Returning to nos moutons , we conclude bitterly
that a self-organizing system of coordination, which emerges naturally
in a system with status-based property, enhances many times over the negative
consequences of loss-making exchanges. Since the growth of property (status)
does not depend on the satisfaction of the needs of other people, “the
invisible hand of the status-based market” kills all living creatures in
the economy, reducing, not increasing, the national wealth. For more convenience,
we shall call the status- based market “antimarket.”
WHAT HAPPENED DURING PERESTROIKA?
Mikhail GORBACHEV
(Robert ASPRIN, Myth Inc. in Action
)
The degradation of socialism caused the monolithic pseudostate
to gradually disintegrate (I do not mean the political collapse of the
USSR, which is only one of the consequences of the overall process). Speaking
more figuratively, the socialist iceberg began to melt, forming around
itself such “water” that people and structures, as a result of economic
degradation, found themselves outside the system of absolute governmental
patronage. An environment emerged outside the pseudostate, which began
to exist by the laws of normal money-based economics (it is very important
to point out here that the perestroik a-time liberalization, which
allowed a transition to money relations, was only a reaction to the degradation
of socialism, which allowed the “ice” to melt slowly rather than burst
into pieces from overload; our current situation is the result of a still-continuing
destruction of socialism, and not the result of “perestroika” or
“liberal reforms”). This resulted in a quaint system in the post-Soviet
countries, which at the same time combines a money-based economy and an
antimarket that is parasitic on the latter.

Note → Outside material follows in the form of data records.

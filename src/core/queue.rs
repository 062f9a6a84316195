//! Time-ordered task registry with blocking pop and lazy cancellation.
//!
//! [`DelayQueue`] is a purely synchronized data structure: it owns no threads.
//! Records live in a lookup map; retrieval order comes from a binary heap
//! keyed by due time. Cancellation tombstones the heap entry instead of
//! removing it mid-heap; tombstones are discarded when they surface at the
//! head during [`DelayQueue::pop`].
//!
//! # Locking
//!
//! Two locks, acquired in a fixed order (registry before running set):
//!
//! - the registry mutex guards the lookup map, the heap, and the tombstone
//!   index; poppers sleep on its condvar with a deadline derived from the
//!   head's due time
//! - the running-set mutex guards the ids currently executing; cancel waiters
//!   sleep on its condvar holding only that lock
//!
//! Neither lock is ever held across a task body call or an unbounded wait on
//! foreign state.

use std::cmp::Ordering as CmpOrdering;
use std::collections::{BinaryHeap, HashMap};
use std::sync::atomic::{AtomicBool, Ordering};
use std::sync::Arc;
use std::time::Instant;

use parking_lot::{Condvar, Mutex};
use tracing::trace;

use crate::core::task::TimedTask;

/// Ordering entry shared between the heap and the id index.
///
/// Cancellation flips `valid` through the index without touching the heap;
/// the stale heap slot is purged when it reaches the head.
struct QueueEntry<I> {
    id: I,
    due_at: Instant,
    seq: u64,
    valid: AtomicBool,
}

/// Heap slot wrapper: min-order by due time, then by insertion sequence so
/// equally-due tasks are served in submission order.
struct HeapSlot<I>(Arc<QueueEntry<I>>);

impl<I> PartialEq for HeapSlot<I> {
    fn eq(&self, other: &Self) -> bool {
        self.0.due_at == other.0.due_at && self.0.seq == other.0.seq
    }
}

impl<I> Eq for HeapSlot<I> {}

impl<I> PartialOrd for HeapSlot<I> {
    fn partial_cmp(&self, other: &Self) -> Option<CmpOrdering> {
        Some(self.cmp(other))
    }
}

impl<I> Ord for HeapSlot<I> {
    fn cmp(&self, other: &Self) -> CmpOrdering {
        // BinaryHeap is a max-heap; reverse both keys for earliest-first.
        other
            .0
            .due_at
            .cmp(&self.0.due_at)
            .then_with(|| other.0.seq.cmp(&self.0.seq))
    }
}

/// Registry state guarded by the main mutex.
struct Registry<T: TimedTask> {
    tasks: HashMap<T::Id, T>,
    entries: HashMap<T::Id, Arc<QueueEntry<T::Id>>>,
    heap: BinaryHeap<HeapSlot<T::Id>>,
    seq: u64,
    closed: bool,
}

/// Per-id state while task occurrences execute.
///
/// A behind-schedule periodic task can overlap itself: its re-armed
/// occurrence is already due when pushed and may be claimed before the
/// previous occurrence has finished. The entry counts in-flight occurrences
/// and lives until the last one finishes, so a finish for one occurrence
/// never releases another and a pending cancel flag is never lost.
#[derive(Default)]
struct RunState {
    /// Set when the task was cancelled mid-run; blocks re-insertion.
    cancelled: bool,
    /// In-flight occurrences of this id.
    active: usize,
}

/// Concurrent registry of tasks ordered by absolute due time.
///
/// Supports insertion, lookup, lazy cancellation with optional
/// wait-for-completion, and a blocking pop that returns a task only once its
/// due time has arrived. See the module docs for the locking discipline.
pub struct DelayQueue<T: TimedTask> {
    registry: Mutex<Registry<T>>,
    pop_cv: Condvar,
    running: Mutex<HashMap<T::Id, RunState>>,
    finished_cv: Condvar,
}

impl<T: TimedTask> Default for DelayQueue<T> {
    fn default() -> Self {
        Self::new()
    }
}

impl<T: TimedTask> DelayQueue<T> {
    /// Create an empty queue.
    #[must_use]
    pub fn new() -> Self {
        Self {
            registry: Mutex::new(Registry {
                tasks: HashMap::new(),
                entries: HashMap::new(),
                heap: BinaryHeap::new(),
                seq: 0,
                closed: false,
            }),
            pop_cv: Condvar::new(),
            running: Mutex::new(HashMap::new()),
            finished_cv: Condvar::new(),
        }
    }

    /// Insert a task, waking any thread blocked in [`DelayQueue::pop`].
    ///
    /// Returns `false` without storing anything when the task fails its
    /// validity precondition, a live record already exists under the same id,
    /// the id was cancelled while executing (re-arm refused), or the queue has
    /// been closed.
    pub fn push(&self, task: T) -> bool {
        if !task.is_valid() {
            return false;
        }
        let id = task.id();
        let mut reg = self.registry.lock();
        if reg.closed || reg.tasks.contains_key(&id) {
            return false;
        }
        // A cancel that raced with execution flags the id in the running set;
        // re-inserting it would resurrect a removed task.
        if self.running.lock().get(&id).is_some_and(|s| s.cancelled) {
            return false;
        }
        reg.seq += 1;
        let entry = Arc::new(QueueEntry {
            id,
            due_at: task.due_at(),
            seq: reg.seq,
            valid: AtomicBool::new(true),
        });
        reg.heap.push(HeapSlot(Arc::clone(&entry)));
        reg.entries.insert(id, entry);
        reg.tasks.insert(id, task);
        drop(reg);
        self.pop_cv.notify_all();
        true
    }

    /// Block until a task is due, then claim it.
    ///
    /// Tombstoned entries reaching the head are discarded. If the head is due
    /// in the future, the calling thread sleeps until that deadline (re-armed
    /// whenever an earlier task is inserted). The returned task has been
    /// removed from the registry and its id recorded in the running set; the
    /// caller must invoke [`DelayQueue::finish`] once the body completes.
    ///
    /// Returns `None` only after [`DelayQueue::close`], once no due work is
    /// left to serve.
    pub fn pop(&self) -> Option<T> {
        let mut reg = self.registry.lock();
        loop {
            while reg
                .heap
                .peek()
                .is_some_and(|slot| !slot.0.valid.load(Ordering::Relaxed))
            {
                reg.heap.pop();
            }

            let head_due = reg.heap.peek().map(|slot| slot.0.due_at);
            let Some(due_at) = head_due else {
                if reg.closed {
                    return None;
                }
                self.pop_cv.wait(&mut reg);
                continue;
            };

            if due_at > Instant::now() {
                if reg.closed {
                    // A closed queue no longer serves future work.
                    return None;
                }
                let _ = self.pop_cv.wait_until(&mut reg, due_at);
                continue;
            }

            let slot = reg.heap.pop()?;
            let id = slot.0.id;
            reg.entries.remove(&id);
            let Some(task) = reg.tasks.remove(&id) else {
                continue;
            };
            self.running.lock().entry(id).or_default().active += 1;
            trace!(task = ?id, "task claimed");
            return Some(task);
        }
    }

    /// Non-blocking lookup of a queued task.
    ///
    /// A record found tombstoned is purged as a side effect and `None` is
    /// returned.
    pub fn find(&self, id: T::Id) -> Option<T> {
        let mut reg = self.registry.lock();
        let task = reg.tasks.get(&id)?;
        let live = task.is_valid()
            && reg
                .entries
                .get(&id)
                .is_some_and(|entry| entry.valid.load(Ordering::Relaxed));
        if !live {
            reg.tasks.remove(&id);
            reg.entries.remove(&id);
            return None;
        }
        reg.tasks.get(&id).cloned()
    }

    /// Mutate a queued record in place, re-keying it in the heap.
    ///
    /// The whole operation runs under the registry lock, so no pop can claim
    /// the record mid-update. The old heap slot is tombstoned and a fresh one
    /// inserted at the record's (possibly changed) due time.
    ///
    /// Returns `false`, without touching anything, when no live queued record
    /// exists: unknown id, tombstoned, currently executing with no queued
    /// re-arm, or the queue is closed.
    pub fn update<F>(&self, id: T::Id, mutate: F) -> bool
    where
        F: FnOnce(&mut T),
    {
        let mut reg = self.registry.lock();
        if reg.closed {
            return false;
        }
        let live = reg
            .entries
            .get(&id)
            .is_some_and(|entry| entry.valid.load(Ordering::Relaxed));
        if !live {
            return false;
        }
        let Some(task) = reg.tasks.get_mut(&id) else {
            return false;
        };
        mutate(task);
        let due_at = task.due_at();
        if let Some(old) = reg.entries.remove(&id) {
            old.valid.store(false, Ordering::Relaxed);
        }
        reg.seq += 1;
        let entry = Arc::new(QueueEntry {
            id,
            due_at,
            seq: reg.seq,
            valid: AtomicBool::new(true),
        });
        reg.heap.push(HeapSlot(Arc::clone(&entry)));
        reg.entries.insert(id, entry);
        drop(reg);
        self.pop_cv.notify_all();
        true
    }

    /// Cancel a queued or in-flight task.
    ///
    /// A queued record is tombstoned and unlinked so no pop or find can
    /// observe it again. An in-flight id is flagged so its body, once
    /// finished, cannot re-arm. With `wait`, the call blocks until the id has
    /// left the running set, guaranteeing the body either never ran or has
    /// fully completed on return.
    ///
    /// Returns `false` when the id was neither queued nor running.
    pub fn remove(&self, id: T::Id, wait: bool) -> bool {
        let mut found = false;
        {
            let mut reg = self.registry.lock();
            if let Some(entry) = reg.entries.remove(&id) {
                entry.valid.store(false, Ordering::Relaxed);
                reg.tasks.remove(&id);
                found = true;
            }
            let mut running = self.running.lock();
            if let Some(state) = running.get_mut(&id) {
                state.cancelled = true;
                found = true;
            }
            drop(running);
        }
        self.pop_cv.notify_all();

        if wait {
            let mut running = self.running.lock();
            while running.contains_key(&id) {
                self.finished_cv.wait(&mut running);
            }
        }
        trace!(task = ?id, found, "task removed");
        found
    }

    /// Mark one in-flight occurrence of `id` as finished.
    ///
    /// The running entry, including any pending cancel flag, is released only
    /// when the last overlapping occurrence finishes; cancel waiters are woken
    /// at that point.
    pub fn finish(&self, id: T::Id) {
        let mut running = self.running.lock();
        if let Some(state) = running.get_mut(&id) {
            state.active = state.active.saturating_sub(1);
            if state.active == 0 {
                running.remove(&id);
            }
        }
        drop(running);
        self.finished_cv.notify_all();
    }

    /// Whether a worker is currently executing the given id.
    pub fn is_running(&self, id: T::Id) -> bool {
        self.running.lock().contains_key(&id)
    }

    /// Atomically drop every queued record. Already-running tasks are
    /// unaffected.
    pub fn clear(&self) {
        let mut reg = self.registry.lock();
        reg.tasks.clear();
        reg.entries.clear();
        reg.heap.clear();
        drop(reg);
        self.pop_cv.notify_all();
    }

    /// Close the queue: poppers drain remaining due work and then receive
    /// `None`; further pushes are refused.
    pub fn close(&self) {
        let mut reg = self.registry.lock();
        reg.closed = true;
        drop(reg);
        self.pop_cv.notify_all();
    }

    /// Count of live (non-tombstoned) records.
    pub fn len(&self) -> usize {
        self.registry.lock().tasks.len()
    }

    /// Whether no live record is queued.
    pub fn is_empty(&self) -> bool {
        self.len() == 0
    }
}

Another important moment: as soon as the pseudostate formed
an environment outside itself, the former began to deal with the latter
as a normal state — the source of standards and the arbiter — without being
adapted to this and, what is more, without any feedback from the outer
environment. But inside, this “iceberg” of a pseudostate has not changed
at all and is still a system based on status. The motives our pseudostate
is guided by with respect to the money-based economy are being dictated
by the destructive logic of the anti-market. It would be a grave mistake
to think that the anti-market is only confined to the state limits: in
fact, we are all actors on both the normal market and the anti-market at
the same time. The simplest example is a kiosk selling contraband cigarettes
(because the “required people” can import cigarettes without an excise
duty owing to connections). Bribing traffic policemen, plumbers, etc.,
is nothing but status-based anti-market relations pervading our society
and being deeply inherent in it (Yegor Gaidar showed in his book The
State and the Evolution that the territory of the former Russian Empire,
throughout its history, never knew “normal” private property, which makes
parochial status-based relations much more deep-seated than we think).
THE ECOLOGY OF ECONOMICS
the Statute!
A commander's threat to his subordinates
We all know the simplest way the anti-market feeds on the
mo- ney-based economy, which quite fits our hypothesis. Let us remember
that various state agents (tax authorities, fire brigades, etc. ),
in dealing with their victims, first try to go from the formal plane of
a juridical norm to that of personal relationship based on status: “We
can find any kind of violations in your place, so let's strike a friendly
deal.” What is more, victims themselves never strive for a law- bound relationship.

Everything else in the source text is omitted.